It is not in me. I keep to myself, I survive in that way, only in that way. And that is not true, I wanted to say, but did not. You do not treat my father as you treat me.

"Perhaps you do not trust women," I said. "That is your right."

"I have trusted women-" she began, and did not finish. Then "That did harm. Great harm."

She sounded portentous, like a sibyl. I went quicker. She sighed after a little and said her side hurt her, she would go back. I asked if she needed to be accompanied. I asked in such a way that pride must make her refuse, as it did. I put a hand out to the hound, and willed him to stay, which he did. I watched her turn back with her hand to her side and her head down into the wind, toiling a little. I am young, I thought, and should have added "and bad," but did not. I watched her go and smiled. Part of me would have given almost anything for things to have been as they were before, for her not to be melodramatic and pitiful, but all I did was smile and then stride on, because I am at least young and strong.

[Note by Ariane Le Minier] Here there are some pages missing, and what is written becomes perfunctory and repetitive. I have not made photocopies of the rest of this month until the evening of Christmas. You may see this material if you wish.


CHRISTMAS NIGHT 1859

We all went to hear Mass at the church at midnight. My father and I always go. My grandfather would not enter the church; his principles were republican and atheist. I am not sure that my father's religious beliefs would please the Curé, if he were to discuss them with him, which he does not. But he believes strongly in the continuance of the life of the community, the Breton people, which includes Christmas and all its meanings, old and new. She says she is a member of the Church of England in England, but that here the faith of her fathers is the Catholic faith, in its Breton form. I think that the curé would be surprised to know what she thinks also, but he seems to welcome her into his church, and respects her isolation. She has been going up to the church more and more during Advent. She stands in the cold, looking at the work of the sculptor of the Calvary, the crude figures carved with such effort out of intractable granite. Ours has a good St Joseph, holding the ass, on the way to Bethlehem (our church is dedicated to St Joseph). My father spoke of how in our country the animals in the barns have speech on the night of the Nativity, when all the world is reconciled to its maker in primeval innocence, as it was in the days of the first Adam. She said, the Puritan Milton, on the contrary, makes the moment of the Nativity the moment of the death of Nature-at least, he calls on the old tradition that Greek travellers heard the shrines cry out on that night Weep, Weep, the great god Pan is dead. I said nothing. I watched him put his cloak round her shoulders and lead her up to our place in the front of the Church, and saw it, God help me, as a préfiguration of our life to come.
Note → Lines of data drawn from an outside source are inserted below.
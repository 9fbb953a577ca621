//! Runtime-schema emitter.
//!
//! # Overview
//!
//! A [`SchemaGraph`] is an arena of live schema objects, the shape a runtime
//! validation library builds (`object`, `union`, `optional`, ...). Schemas refer
//! to each other by [`SchemaId`]. Recursive definitions go through a
//! [`Schema::Lazy`] handle whose target is filled in once the definition's body
//! has been built, so a definition can reference itself before it exists.
//!
//! [`SchemaBuilder`] turns nodes into schemas, [`SchemaGraph::to_json_schema`]
//! renders a graph as a JSON Schema document, and [`from_schema`] imports a
//! schema graph back into nodes.

mod builder;
mod graph;
mod import;
mod json;

#[cfg(test)]
mod builder_tests;
#[cfg(test)]
mod import_tests;
#[cfg(test)]
mod json_tests;

pub use builder::SchemaBuilder;
pub use graph::{LazyId, Schema, SchemaGraph, SchemaId};
pub use import::from_schema;

use typeweave_core::{DefinitionMap, Node, Result};

/// Build the schema for `node`, returning the graph and the root handle.
pub fn to_schema(node: &Node, definitions: &DefinitionMap) -> Result<(SchemaGraph, SchemaId)> {
    let mut builder = SchemaBuilder::new(definitions);
    let root = builder.build(node)?;
    Ok((builder.finish(), root))
}
use indoc::indoc;

use crate::node::{Members, Node};
use crate::{BigIntLiteral, Error};

#[test]
fn optional_wraps_with_undefined() {
    let node = Node::optional(Node::String);
    assert_eq!(
        node,
        Node::union(vec![Node::String, Node::Undefined]).unwrap()
    );
    assert!(node.is_optional());
}

#[test]
fn optional_is_idempotent() {
    let once = Node::optional(Node::Number);
    let twice = Node::optional(once.clone());
    assert_eq!(once, twice);
}

#[test]
fn is_optional_is_structural() {
    assert!(Node::Undefined.is_optional());
    assert!(!Node::String.is_optional());
    assert!(!Node::Void.is_optional());
    assert!(!Node::nullable(Node::String).is_optional());

    let nested = Node::union(vec![
        Node::Number,
        Node::union(vec![Node::String, Node::Undefined]).unwrap(),
    ])
    .unwrap();
    assert!(nested.is_optional());

    // `undefined` inside a non-union composite does not make the whole optional
    let tuple = Node::tuple(vec![Node::Undefined]).unwrap();
    assert!(!tuple.is_optional());
}

#[test]
fn without_undefined_strips_top_level() {
    assert_eq!(Node::optional(Node::String).without_undefined(), Some(Node::String));
    assert_eq!(Node::Undefined.without_undefined(), None);
    assert_eq!(Node::Boolean.without_undefined(), Some(Node::Boolean));

    let wide = Node::union(vec![Node::String, Node::Number, Node::Undefined]).unwrap();
    assert_eq!(
        wide.without_undefined(),
        Some(Node::union(vec![Node::String, Node::Number]).unwrap())
    );

    let nested = Node::union(vec![
        Node::Number,
        Node::union(vec![Node::String, Node::Undefined]).unwrap(),
    ])
    .unwrap();
    assert_eq!(
        nested.without_undefined(),
        Some(Node::union(vec![Node::Number, Node::String]).unwrap())
    );
}

#[test]
fn empty_composites_are_rejected() {
    assert_eq!(
        Node::union(vec![]),
        Err(Error::EmptyMembers { variant: "union" })
    );
    assert_eq!(
        Node::tuple(vec![]),
        Err(Error::EmptyMembers { variant: "tuple" })
    );
    assert_eq!(
        Node::intersection(vec![]),
        Err(Error::EmptyMembers {
            variant: "intersection"
        })
    );
    assert!(Members::new(vec![]).is_none());
}

#[test]
fn union_if_multiple_collapses_single() {
    assert_eq!(Node::union_if_multiple(vec![Node::String]), Ok(Node::String));
    assert_eq!(
        Node::union_if_multiple(vec![Node::String, Node::Number]),
        Node::union(vec![Node::String, Node::Number])
    );
    assert!(Node::union_if_multiple(vec![]).is_err());
}

#[test]
fn members_single() {
    let one = Members::new(vec![Node::Null]).unwrap();
    assert_eq!(one.single(), Some(&Node::Null));
    assert_eq!(one.first(), &Node::Null);

    let two = Members::new(vec![Node::Null, Node::String]).unwrap();
    assert_eq!(two.single(), None);
    assert_eq!(two.len(), 2);
}

#[test]
fn object_keeps_property_order() {
    let node = Node::object([("zeta", Node::String), ("alpha", Node::Number)]);
    let Node::Object { shape } = &node else {
        panic!("expected object");
    };
    let names: Vec<&str> = shape.keys().map(String::as_str).collect();
    assert_eq!(names, ["zeta", "alpha"]);
}

#[test]
fn children_in_emission_order() {
    let node = Node::function(vec![Node::String, Node::Number], Some(Node::Boolean));
    let kinds: Vec<&str> = node.children().iter().map(|n| n.kind_name()).collect();
    assert_eq!(kinds, ["string", "number", "boolean"]);

    assert!(Node::Date.children().is_empty());
}

#[test]
fn map_children_rebuilds_shape() {
    let node = Node::record(Node::String, Node::array(Node::Number));
    let mapped = node.map_children(&mut |child| Node::optional(child.clone()));
    assert_eq!(
        mapped,
        Node::record(
            Node::optional(Node::String),
            Node::optional(Node::array(Node::Number))
        )
    );
}

#[test]
fn serialized_form() {
    let node = Node::object([
        ("id", Node::literal(BigIntLiteral::from(7))),
        ("name", Node::optional(Node::String)),
        ("self", Node::reference("User", Some("User".to_string()))),
    ]);
    let json = serde_json::to_string_pretty(&node).unwrap();
    insta::assert_snapshot!(json, @r#"
    {
      "typeName": "object",
      "shape": {
        "id": {
          "typeName": "literal",
          "value": {
            "bigint": "7"
          }
        },
        "name": {
          "typeName": "union",
          "members": [
            {
              "typeName": "string"
            },
            {
              "typeName": "undefined"
            }
          ]
        },
        "self": {
          "typeName": "definitionReference",
          "identifier": "User",
          "displayName": "User"
        }
      }
    }
    "#);
}

#[test]
fn deserialize_rejects_empty_members() {
    let json = indoc! {r#"
        { "typeName": "union", "members": [] }
    "#};
    let err = serde_json::from_str::<Node>(json).unwrap_err();
    assert!(err.to_string().contains("requires at least one member"));
}

#[test]
fn deserialize_round_trip() {
    let node = Node::intersection(vec![
        Node::object([("a", Node::RegExp)]),
        Node::map(Node::String, Node::set(Node::BigInt)),
    ])
    .unwrap();
    let json = serde_json::to_string(&node).unwrap();
    assert_eq!(serde_json::from_str::<Node>(&json).unwrap(), node);
}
It is always so beautiful when the candles are lit to signify the new world, the new year, the new life. Our heavy little church is not unlike the cave where the birth of Jesus is so often pictured. The people knelt and prayed, shepherds and fishermen. I knelt too, and tried to turn my confused thoughts into some kind of charity and goodwill, to pray in my way. I prayed, as I always pray, that the people would understand the spirit in which my father keeps those festivals only that he considers universal-for him, the nativity is the winter solstice, the turning of the earth to the light. The Curé is afraid of him. He knows he should remonstrate, and dare not.

I saw that she was not kneeling, and then that she was lowering herself, after all, rather carefully, as though she felt faint. When we were seated again, after the candles were lit, I looked to see if she was well, and understood. She was leaning back, in the corner of the bench, with her head against a pillar and her eyes and lips tightly closed, wearily closed, but not patiently. She was shadowed, the church-shadows swallowed her, but I saw she was pale. She had her hands clasped under her bosom, and some trick of the twist of her body, some ancient protectiveness in those hands made me see clearly what she had concealed and what I, a good countrywoman and mistress of a household, should have understood long ago. I have seen too many women hold their hands so to be mistaken. Leaning like that, I could see how she is stout. She came to us for sanctuary indeed. Much, if not all, is explained.

Gode knows. She is quick-eyed and wise about these things.

My father knows, I think, he must have known for some time, if not before she came. What he feels is pity and protectiveness, I see it now; I have read sentiments that did not exist except in my own fevered imagination.

What shall I say or do?


DEC. 3

I see I shall dare to say nothing to her. I went up to her room in the afternoon, with a gift of barley sugar and a book I had borrowed in earlier times before I grew angry. I said to her,

"I am sorry to have been so disagreeable, Cousin. I have been misunderstanding things.”

“Indeed," she said, not so agreeably. "I am glad you find it to be a misunderstanding.”

“Oh, I know how things are, now," I said. "I wish to be good to you. To help you."

"You know how things are now, do you?" she said slowly. "You know how things are. Do we ever know that about a fellow-creature? Tell me then, Cousin Sabine, how do you think thingsare with me?"

And she stared at me with her white face and her pale eyes, defying me to speak. If I had, if I had uttered it, what could she have done or said? It is so, I know it. But I stammered, I did not know what I meant, I believed I had made her unhappy, and then, as she stared on, I burst into tears.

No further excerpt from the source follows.